We all mulled it over. The waitress bustled up to take our orders and to ask Manfred and Xylda if they needed more to drink. They both accepted, and it was a few minutes before we could resume our conversation.

"I wonder if there's a kid like that in every community," Tolliver said. "One who likes to cause pain, likes to have the power over smaller creatures."

"There was someone like that in our school in Texarkana?" I asked. I was surprised.

"Yeah. Leon Stipes. Remember him?"

Leon had been six feet tall when he was in the sixth grade. Leon was black, and he was on the football team, and he scared the hell out of the other teams we played. I suspected he'd scared the hell out of most of the players on his own team, too.

I explained Leon to Xylda and Manfred. "He liked causing pain?"

"Oh, yeah," said Tolliver grimly. "Oh, yeah. He really did. In practice, he'd nail people he didn't have to, just to hear them yelp."

I shuddered with distaste. With one hand, I opened my purse and pulled out my bottle of vitamins. I pushed it over for Tolliver to deal with. He removed the childproof lid and shook one out. I took it.

"How are you feeling?" Manfred asked. "The arm hurting?"

I shrugged. "The pain medicine works pretty well," I said. "In fact, I'm wondering if I'll fall asleep in the memorial service."

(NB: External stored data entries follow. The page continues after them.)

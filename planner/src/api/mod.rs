//! HTTP contract with the workout planner server.

mod client;
pub mod endpoints;
mod transport;

pub use client::ApiClient;
pub use transport::{ApiRequest, ApiResponse, HttpTransport, Method};
use log::info;
use shared::{Workout, WorkoutExerciseSummary, WorkoutId};

use super::{PageContent, PageHandle};
use crate::api::{ApiClient, HttpTransport};
use crate::domain::notifications::{Notification, Notifier};
use crate::domain::routes::Route;
use crate::error::ClientError;

pub const NO_WORKOUTS_MESSAGE: &str = "No workouts available.";
pub const LOAD_FAILED_MESSAGE: &str = "Failed to load workouts.";
pub const DELETE_FAILED_MESSAGE: &str = "Failed to delete workout.";

#[derive(Debug, Clone, PartialEq, Eq)]
pub struct WorkoutCard {
    pub workout_id: WorkoutId,
    pub name: String,
    pub details: String,
    /// One line per selected exercise; empty hides the section
    pub exercises: Vec<String>,
}

impl WorkoutCard {
    pub fn edit_route(&self) -> Route {
        Route::EditWorkout(Some(self.workout_id))
    }
}

fn text(value: &Option<String>) -> &str {
    value.as_deref().unwrap_or_default()
}

fn exercise_line(exercise: &WorkoutExerciseSummary) -> String {
    format!(
        "{} - Intensity: {}, Muscle Group: {}, Description: {}",
        exercise.name,
        text(&exercise.intensity),
        text(&exercise.muscle_group),
        text(&exercise.description)
    )
}

impl From<&Workout> for WorkoutCard {
    fn from(workout: &Workout) -> Self {
        Self {
            workout_id: workout.workout_id,
            name: workout.name.clone(),
            details: format!(
                "Description: {}, Intensity: {}, Focus: {}",
                text(&workout.description),
                text(&workout.intensity),
                text(&workout.focus)
            ),
            exercises: workout.exercises.iter().map(exercise_line).collect(),
        }
    }
}

#[derive(Debug, Clone, PartialEq)]
pub struct WorkoutListPage {
    content: PageContent<Vec<WorkoutCard>>,
}

impl Default for WorkoutListPage {
    fn default() -> Self {
        Self {
            content: PageContent::Loading,
        }
    }
}

impl WorkoutListPage {
    pub fn new() -> Self {
        Self::default()
    }

    pub fn content(&self) -> &PageContent<Vec<WorkoutCard>> {
        &self.content
    }

    pub fn loaded<N: Notifier>(&mut self, result: Result<Vec<Workout>, ClientError>, notifier: &N) {
        self.content = match result {
            Ok(workouts) if workouts.is_empty() => PageContent::Message(NO_WORKOUTS_MESSAGE),
            Ok(workouts) => {
                info!("Workouts fetched: {}", workouts.len());
                PageContent::Ready(workouts.iter().map(WorkoutCard::from).collect())
            }
            Err(e) => {
                notifier.notify(Notification::warning(format!("Error loading the workouts: {}", e)));
                PageContent::Message(LOAD_FAILED_MESSAGE)
            }
        };
    }

    pub async fn load<H, T, N>(page: &H, api: &ApiClient<T>, notifier: &N)
    where
        H: PageHandle<Self> + ?Sized,
        T: HttpTransport,
        N: Notifier,
    {
        let result = api.list_workouts().await;
        page.with(|page| page.loaded(result, notifier));
    }

    /// Drop the card once the server confirms; alert otherwise
    pub fn deleted<N: Notifier>(
        &mut self,
        workout_id: WorkoutId,
        result: Result<(), ClientError>,
        notifier: &N,
    ) -> bool {
        match result {
            Ok(()) => {
                if let Some(cards) = self.content.ready_mut() {
                    cards.retain(|card| card.workout_id != workout_id);
                }
                info!("Workout {} deleted successfully", workout_id);
                true
            }
            Err(e) => {
                log::error!("Error deleting workout {}: {}", workout_id, e);
                notifier.notify(Notification::error(DELETE_FAILED_MESSAGE));
                false
            }
        }
    }

    pub async fn delete<H, T, N>(
        page: &H,
        api: &ApiClient<T>,
        notifier: &N,
        workout_id: WorkoutId,
    ) -> bool
    where
        H: PageHandle<Self> + ?Sized,
        T: HttpTransport,
        N: Notifier,
    {
        let result = api.delete_workout(workout_id).await;
        page.with(|page| page.deleted(workout_id, result, notifier))
    }
}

"You'll be much better soon," Xylda said, and I wondered if she was basing that on foresight or on optimism.

"What about you, Xylda?" I looked at her curiously. "Didn't I hear you were in the hospital last month?" There's an Internet group for those of us who work in the paranormal field. I check it out from time to time.

"Yes," she said, "but it's bad for my spirit, the hospital. Too much negative there. Too many desperate people. I won't go in there again."

I started to protest, caught the warning glance Manfred gave me. I shut up.

"I don't blame you," Tolliver said. "Harper's just trailing negative thoughts, and she was only in there for a couple of days."

I could have kicked him, if I could have summoned the energy. I stuck out my tongue.

Tolliver and Manfred talked about car mileage while we ate, and Xylda and I thought our own thoughts. When Tolliver left to go to the men's room and Manfred was paying their bill, she said, "I'm going to die soon."

I was affected enough by the pain medicine to accept this calmly. "I'm sorry to hear you think so," I said, which seemed safe enough. "Are you scared?"

"No," she said, after a moment's thought, "I don't believe I am. I've enjoyed my life and I've tried to do good, for the most part. I never took money from anyone who couldn't afford it, and I loved my son and grandson. I believe my soul will enter another body. That's very comforting, knowing the essential part of me won't die."

"Yes, it must be," I said, pretty much at a loss as to how to carry my end of the conversation.

"Your questions will all be answered," she said. "My sight is clearer the closer I come to the end."

Then I said something that surprised even myself. "Will I find my sister, Xylda? Will I find Cameron? She's dead, right?"

"You'll find Cameron," Xylda said.

I bowed my head.

"I don't know," Xylda said after a lengthy pause, and I raised my face to stare at her, trying to figure out what she meant. Manfred was coming back to the table to leave a tip. Tolliver was in line at the cash register. We were in a cone of strangeness together. "But there are more important things for you to think about first," Xylda continued.

I hardly understood how anything could be more important than finding my sister's body. I slid out of the booth and started struggling into my coat, while Xylda began scooting to the outside. Manfred helped me get my right arm into its coat sleeve and draped the coat over my left shoulder. He bent slightly and gave me a kiss on the neck as he did so. He did this so casually that it seemed churlish to make a big deal out of it. In fact, it wasn't until I saw Tolliver's face that the light kiss really registered on me. Tolliver was absolutely inclined to make a big deal out of it, and I gripped his arm with my good hand and began marching toward the door, forcing him to come along.

"It was nothing," I said. "I wasn't even thinking about it. He's just a very young man with a sick grandmother." I'm not sure what sense that made, but at the moment it just slid right out of my brain and then my mouth. "We're just going to this meeting now. Come on, or we'll be late."